After Bapu failed to make the promised renovations, and Choice’s efforts to unilaterally extend the time in which to make the renovations failed, Choice sent a notice terminating the franchise contract and demanded arbitration of its claims against Bapu and Patel. Bapu opposed, arguing that the three-year limitation on claims had expired. The arbitrator refused to consider Bapu’s challenge during preliminary proceedings, but eventually entered an award in favor of Choice.
Bapu then filed suit to vacate the arbitration award, while Choice moved to dismiss the suit and confirm the award. The Court initially granted Bapu’s motion to vacate, holding that Choice failed to bring its claims for failure to complete the renovations within three years as required by the parties'agreement. Choice moved for reconsideration, urging that the time limitation issue was arbitrable under the parties'agreement.
Upon reconsideration, the Court agreed that the language of the agreement clearly reserved the question of time limitations for the arbitrator. Specifically, the Court noted that the agreement adopted the Commercial Arbitration Rules of the American Arbitration Association (AAA), in which Rule R-7 provides that "[t]he arbitrator shall have the power to rule on his or her objections with respect to the existence, scope or validity of the arbitration agreement." Therefore, "scope" or "arbitrability" was exclusively reserved to the arbitrator and the Court held the prior substitution of its judgment for the arbitrator’s was improper.
Among other challenges to the award’s validity, Bapu alleged that Choice improperly served Bapu with notice of the demand for arbitration at an unrelated corporation in Georgia, instead of at its place of business in New Jersey. Bapu alleged that this failure of notice constituted procurement by fraud and warranted vacatur.

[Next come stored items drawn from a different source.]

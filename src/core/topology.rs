//! HMM topology generation for chain models. Punctuation phones get a
//! single-state entry with one pdf-class; every other phone gets a two-pdf
//! entry with a distinct self-loop class.
use std::collections::HashSet;
use std::io::BufRead;
use std::path::Path;

use tracing::debug;

use crate::error::{Error, Result};

/// Parse a colon-separated list of integer phone IDs, e.g. `4:5:6`.
pub fn parse_phone_ids(arg: &'static str, list: &str) -> Result<Vec<i64>> {
    list.split(':')
        .map(|x| {
            x.trim().parse::<i64>().map_err(|_| Error::InvalidArgument {
                arg,
                value: list.to_string(),
            })
        })
        .collect()
}

/// True when the phone symbol, stripped of its `_B`/`_E`-style suffix, is a
/// single ASCII punctuation character.
pub fn is_punctuation_symbol(symbol: &str) -> bool {
    let base = symbol.split('_').next().unwrap_or("");
    let mut chars = base.chars();
    matches!((chars.next(), chars.next()), (Some(c), None) if c.is_ascii_punctuation())
}

/// IDs of punctuation phones in a `symbol id` phone table.
pub fn read_punctuation_phones<R: BufRead>(reader: R, path: &Path) -> Result<HashSet<i64>> {
    let mut out = HashSet::new();
    for (n, line) in reader.lines().enumerate() {
        let line = line?;
        let mut fields = line.split_whitespace();
        let Some(symbol) = fields.next() else {
            continue;
        };
        if !is_punctuation_symbol(symbol) {
            continue;
        }
        let id = fields
            .next()
            .ok_or_else(|| Error::parse(path, n + 1, "missing phone id"))?;
        let id = id
            .parse::<i64>()
            .map_err(|e| Error::parse(path, n + 1, format!("bad phone id {:?}: {}", id, e)))?;
        out.insert(id);
    }
    Ok(out)
}

#[derive(Debug, Clone, PartialEq, Eq)]
pub struct Topology {
    pub regular: Vec<i64>,
    pub punctuation: Vec<i64>,
}

impl Topology {
    /// Partition `silence ++ nonsilence` into regular and punctuation phones,
    /// keeping that order within each entry.
    pub fn new(nonsilence: &[i64], silence: &[i64], punctuation: &HashSet<i64>) -> Self {
        let (punct, regular): (Vec<i64>, Vec<i64>) = silence
            .iter()
            .chain(nonsilence)
            .copied()
            .partition(|p| punctuation.contains(p));
        debug!(
            "Topology: {} regular phones, {} punctuation phones",
            regular.len(),
            punct.len()
        );
        Self {
            regular,
            punctuation: punct,
        }
    }

    pub fn render(&self) -> String {
        let join = |v: &[i64]| {
            v.iter()
                .map(|x| x.to_string())
                .collect::<Vec<_>>()
                .join(" ")
        };

        let mut out = String::new();
        out.push_str("<Topology>\n");
        // State 0 happens exactly once and moves to state 1 (self-looping) or
        // the final state; transition probabilities are unused by chain training.
        out.push_str(&format!(
            "<TopologyEntry>\n<ForPhones>\n{}\n</ForPhones>\n",
            join(&self.regular)
        ));
        out.push_str("<State> 0 <ForwardPdfClass> 0 <SelfLoopPdfClass> 1 <Transition> 0 0.5 <Transition> 1 0.5 </State>\n");
        out.push_str("<State> 1 </State>\n");
        out.push_str("</TopologyEntry>\n");
        out.push_str(&format!(
            "<TopologyEntry>\n<ForPhones>\n{}\n</ForPhones>\n",
            join(&self.punctuation)
        ));
        out.push_str("<State> 0 <PdfClass> 0 <Transition> 0 0.5 <Transition> 1 0.5 </State>\n");
        out.push_str("<State> 1 </State>\n");
        out.push_str("</TopologyEntry>\n");
        out.push_str("</Topology>\n");
        out
    }
}

/// Build the topology from the colon lists and a phone table file.
pub fn generate_topology(nonsilence: &str, silence: &str, phone_list: &Path) -> Result<Topology> {
    let silence = parse_phone_ids("silence_phones", silence)?;
    let nonsilence = parse_phone_ids("nonsilence_phones", nonsilence)?;
    let file = std::fs::File::open(phone_list)?;
    let punctuation = read_punctuation_phones(std::io::BufReader::new(file), phone_list)?;
    Ok(Topology::new(&nonsilence, &silence, &punctuation))
}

The Court disagreed, noting that there was no evidence of fraud, only of "an honest mistake in serving a company in Georgia with the same name." Because Patel, the president of Bapu, was effectively and properly served with the demand, and therefore suffered no prejudice, the Court found no justification to vacate based on fraud.
After quickly disposing of Bapu’s other allegations challenging the award’s validity, the Court granted Choice’s motion to reconsider, confirmed the award, and dismissed Bapu’s motion to vacate.